An Audience Building Roundtable Blog by Greg Burbidge

Kari Mesropov reminded us in the July blog post that TRG Arts’ data shows “50% of audiences are brand new. That’s right: half of your customer base is new.”  As organizations struggle to build audiences, this is no time to stay at home and wait for Balki Bartokomous’ to show up on our doorstep. We need to find innovative ways to find and invite interested non-attendees, Perfect Strangers, through our doors.

Whether or not it’s easy, organizations need to be attentive to how they attract the 50% of new attendees to maximize the likelihood that these attendees will turn into loyal patrons. Is finding interested non-attendees easy?

In Building Your Audience: Where Data Fits in the Process, Part I, Brad Pilcher laid the groundwork for our path when writing that all audience building “requires data, very specific data, and a great deal of it.” We’re going to take a look now at some super macro data resources that will point us in the direction of finding some familiar and unfamiliar audiences.
 
(If you need a refresher on the types of data check out Brad Pilcher’s great overview in the blog Building Your Audience: Where Data Fits in the Process, Part II.)
 
More of the Same
The first super macro data source we will tackle will be the ESRI Tapestry tool.
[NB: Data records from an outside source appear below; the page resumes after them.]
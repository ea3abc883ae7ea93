//! Data-driven game constants
//!
//! Every number the simulation uses lives here. Defaults reproduce the
//! classic layout (815x600 arena, 6x10 brick grid, three lives); a JSON
//! document may override any subset of fields.

use std::path::Path;

use serde::{Deserialize, Serialize};
use thiserror::Error;

use crate::Color;
use crate::consts::*;

/// Errors raised while loading or validating a [`Tuning`]
#[derive(Error, Debug)]
pub enum TuningError {
    /// Config file could not be read
    #[error("failed to read tuning file: {0}")]
    Io(#[from] std::io::Error),

    /// Config file is not valid JSON for this schema
    #[error("failed to parse tuning: {0}")]
    Parse(#[from] serde_json::Error),

    /// A value is out of range
    #[error("invalid tuning value for `{field}`: {reason}")]
    Invalid {
        field: &'static str,
        reason: String,
    },
}

/// Gameplay tuning
#[derive(Debug, Clone, PartialEq, Serialize, Deserialize)]
#[serde(default)]
pub struct Tuning {
    pub arena_width: f32,
    pub arena_height: f32,

    pub ball_radius: f32,
    pub ball_speed: f32,

    pub paddle_width: f32,
    pub paddle_height: f32,
    pub paddle_speed: f32,
    pub paddle_bottom_offset: f32,

    pub brick_rows: u32,
    pub brick_cols: u32,
    pub brick_width: f32,
    pub brick_height: f32,
    pub brick_padding: f32,
    pub brick_offset_top: f32,
    pub brick_offset_left: f32,
    /// One colour per row, cycled when there are more rows than colours
    pub brick_colors: Vec<Color>,

    pub initial_lives: u8,
}

impl Default for Tuning {
    fn default() -> Self {
        Self {
            arena_width: ARENA_WIDTH,
            arena_height: ARENA_HEIGHT,
            ball_radius: BALL_RADIUS,
            ball_speed: BALL_SPEED,
            paddle_width: PADDLE_WIDTH,
            paddle_height: PADDLE_HEIGHT,
            paddle_speed: PADDLE_SPEED,
            paddle_bottom_offset: PADDLE_BOTTOM_OFFSET,
            brick_rows: BRICK_ROWS,
            brick_cols: BRICK_COLS,
            brick_width: BRICK_WIDTH,
            brick_height: BRICK_HEIGHT,
            brick_padding: BRICK_PADDING,
            brick_offset_top: BRICK_OFFSET_TOP,
            brick_offset_left: BRICK_OFFSET_LEFT,
            brick_colors: vec![
                Color::rgb(0xFF, 0x6B, 0x6B),
                Color::rgb(0x4E, 0xCD, 0xC4),
                Color::rgb(0x45, 0xB7, 0xD1),
                Color::rgb(0x96, 0xCE, 0xB4),
                Color::rgb(0xFF, 0xEA, 0xA7),
                Color::rgb(0xDD, 0xA0, 0xDD),
            ],
            initial_lives: INITIAL_LIVES,
        }
    }
}

impl Tuning {
    /// Parse and validate a JSON document (missing fields keep defaults)
    pub fn from_json(json: &str) -> Result<Self, TuningError> {
        let tuning: Tuning = serde_json::from_str(json)?;
        tuning.validate()?;
        Ok(tuning)
    }

    /// Read, parse and validate a JSON file
    pub fn load(path: impl AsRef<Path>) -> Result<Self, TuningError> {
        let json = std::fs::read_to_string(path)?;
        Self::from_json(&json)
    }

    /// Check every value the simulation relies on
    pub fn validate(&self) -> Result<(), TuningError> {
        positive("arena_width", self.arena_width)?;
        positive("arena_height", self.arena_height)?;
        positive("ball_radius", self.ball_radius)?;
        positive("ball_speed", self.ball_speed)?;
        positive("paddle_width", self.paddle_width)?;
        positive("paddle_height", self.paddle_height)?;
        positive("paddle_speed", self.paddle_speed)?;
        positive("brick_width", self.brick_width)?;
        positive("brick_height", self.brick_height)?;
        non_negative("paddle_bottom_offset", self.paddle_bottom_offset)?;
        non_negative("brick_padding", self.brick_padding)?;
        non_negative("brick_offset_top", self.brick_offset_top)?;
        non_negative("brick_offset_left", self.brick_offset_left)?;

        if self.paddle_width > self.arena_width {
            return Err(invalid(
                "paddle_width",
                format!("{} exceeds arena width {}", self.paddle_width, self.arena_width),
            ));
        }
        if self.paddle_bottom_offset > self.arena_height {
            return Err(invalid(
                "paddle_bottom_offset",
                format!("{} exceeds arena height {}", self.paddle_bottom_offset, self.arena_height),
            ));
        }
        if self.brick_rows == 0 {
            return Err(invalid("brick_rows", "must be at least 1".into()));
        }
        if self.brick_cols == 0 {
            return Err(invalid("brick_cols", "must be at least 1".into()));
        }
        let grid_right = self.brick_offset_left
            + self.brick_cols as f32 * (self.brick_width + self.brick_padding)
            - self.brick_padding;
        if grid_right > self.arena_width {
            return Err(invalid(
                "brick_cols",
                format!("grid right edge {grid_right} exceeds arena width {}", self.arena_width),
            ));
        }
        let grid_bottom =
            self.brick_offset_top + self.brick_rows as f32 * (self.brick_height + self.brick_padding);
        if grid_bottom > self.paddle_y() {
            return Err(invalid(
                "brick_rows",
                format!("grid bottom {grid_bottom} reaches below the paddle at {}", self.paddle_y()),
            ));
        }
        if self.brick_colors.is_empty() {
            return Err(invalid("brick_colors", "palette is empty".into()));
        }
        if self.initial_lives == 0 {
            return Err(invalid("initial_lives", "must be at least 1".into()));
        }
        Ok(())
    }

    /// Total bricks in the grid
    pub fn brick_count(&self) -> usize {
        self.brick_rows as usize * self.brick_cols as usize
    }

    /// Colour for a brick row
    pub fn row_color(&self, row: u32) -> Color {
        if self.brick_colors.is_empty() {
            return Color::WHITE;
        }
        self.brick_colors[row as usize % self.brick_colors.len()]
    }

    /// Paddle top edge y coordinate
    pub fn paddle_y(&self) -> f32 {
        self.arena_height - self.paddle_bottom_offset
    }
}

fn invalid(field: &'static str, reason: String) -> TuningError {
    TuningError::Invalid { field, reason }
}

fn positive(field: &'static str, value: f32) -> Result<(), TuningError> {
    if value.is_finite() && value > 0.0 {
        Ok(())
    } else {
        Err(invalid(field, format!("{value} must be a positive number")))
    }
}

fn non_negative(field: &'static str, value: f32) -> Result<(), TuningError> {
    if value.is_finite() && value >= 0.0 {
        Ok(())
    } else {
        Err(invalid(field, format!("{value} must be zero or positive")))
    }
}

#[cfg(test)]
mod tests {
    use super::*;

    #[test]
    fn test_defaults_are_valid() {
        let tuning = Tuning::default();
        assert!(tuning.validate().is_ok());
        assert_eq!(tuning.brick_count(), 60);
        assert_eq!(tuning.paddle_y(), 580.0);
    }

    #[test]
    fn test_partial_json_keeps_defaults() {
        let tuning = Tuning::from_json(r#"{ "initial_lives": 5, "ball_speed": 4.5 }"#).unwrap();
        assert_eq!(tuning.initial_lives, 5);
        assert_eq!(tuning.ball_speed, 4.5);
        assert_eq!(tuning.brick_cols, BRICK_COLS);
        assert_eq!(tuning.brick_colors.len(), 6);
    }

    #[test]
    fn test_colors_from_json() {
        let tuning = Tuning::from_json(r##"{ "brick_colors": ["#112233"], "brick_rows": 3 }"##)
            .unwrap();
        assert_eq!(tuning.row_color(0), Color::rgb(0x11, 0x22, 0x33));
        assert_eq!(tuning.row_color(2), Color::rgb(0x11, 0x22, 0x33));
    }

    #[test]
    fn test_row_color_cycles() {
        let tuning = Tuning::default();
        assert_eq!(tuning.row_color(6), tuning.row_color(0));
        assert_eq!(tuning.row_color(7), tuning.row_color(1));
    }

    #[test]
    fn test_rejects_bad_values() {
        let err = Tuning::from_json(r#"{ "initial_lives": 0 }"#).unwrap_err();
        assert!(matches!(err, TuningError::Invalid { field: "initial_lives", .. }));

        let err = Tuning::from_json(r#"{ "paddle_width": 900.0 }"#).unwrap_err();
        assert!(matches!(err, TuningError::Invalid { field: "paddle_width", .. }));

        let err = Tuning::from_json(r#"{ "ball_speed": -1.0 }"#).unwrap_err();
        assert!(matches!(err, TuningError::Invalid { field: "ball_speed", .. }));

        let err = Tuning::from_json(r#"{ "brick_colors": [] }"#).unwrap_err();
        assert!(matches!(err, TuningError::Invalid { field: "brick_colors", .. }));
    }

    #[test]
    fn test_rejects_grid_wider_than_arena() {
        let err = Tuning::from_json(r#"{ "brick_cols": 40 }"#).unwrap_err();
        assert!(matches!(err, TuningError::Invalid { field: "brick_cols", .. }));

        // Counts large enough to overflow an allocation are caught by the same check
        let err = Tuning::from_json(r#"{ "brick_rows": 4294967295, "brick_cols": 4294967295 }"#)
            .unwrap_err();
        assert!(matches!(err, TuningError::Invalid { field: "brick_cols", .. }));

        // Exactly flush with the right wall is fine
        let tuning = Tuning::from_json(r#"{ "arena_width": 805.0 }"#).unwrap();
        assert_eq!(tuning.brick_count(), 60);
    }

    #[test]
    fn test_rejects_grid_reaching_paddle() {
        let err = Tuning::from_json(r#"{ "brick_rows": 20 }"#).unwrap_err();
        assert!(matches!(err, TuningError::Invalid { field: "brick_rows", .. }));

        let err = Tuning::from_json(r#"{ "brick_offset_top": 560.0 }"#).unwrap_err();
        assert!(matches!(err, TuningError::Invalid { field: "brick_rows", .. }));

        // 80 + 16 * 30 = 560, still above the paddle at 580
        assert!(Tuning::from_json(r#"{ "brick_rows": 16 }"#).is_ok());
    }

    #[test]
    fn test_rejects_malformed_json() {
        assert!(matches!(
            Tuning::from_json("{ not json"),
            Err(TuningError::Parse(_))
        ));
        assert!(matches!(
            Tuning::from_json(r#"{ "brick_colors": ["teal"] }"#),
            Err(TuningError::Parse(_))
        ));
    }

    #[test]
    fn test_load_missing_file() {
        let err = Tuning::load("/definitely/not/here/tuning.json").unwrap_err();
        assert!(matches!(err, TuningError::Io(_)));
    }
}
This tool will help us define what our current audiences look like, and then find more of the same.
 
Even organizations with minimal data on their existing audiences likely have enough to get started on some cursory market segmentation. All we need are zip codes from those who are already taking in our programming. 
 
To help demystify the process we can take a look at my newest side hustle – my bake sale stand.

Step 1: Whatever ticket sales data you might be keeping, dump it out of that shoebox and on to your desk.
 
Step 2: Once you’ve sorted that shoebox out, or opened that excel sheet, count up how many people from your last production/event/concert/bake-sale came from each zip code. If you’re working in excel, you can get fancy and use a pivot table to count how many sales came from each zip code, or you could do a sort using the zip code column. Scan your list to quickly identify the top 3-4 reoccurring zip codes. 
 
For my last bake sale most of my sales came from zip codes 30307, 30033, and 30030.
 
Step 3: Let’s head over to ESRI, a market segmentation tool. Scroll down until you see the map. If I start punching in the zip codes into the free (FREE!) Explore Your Neighborhood tool you can see the most commonly occurring market segmentation types within each zip code. For my sales I can see that Urban Chic and Metro Renters profiles pop up in all of the zip codes that I am pulling from.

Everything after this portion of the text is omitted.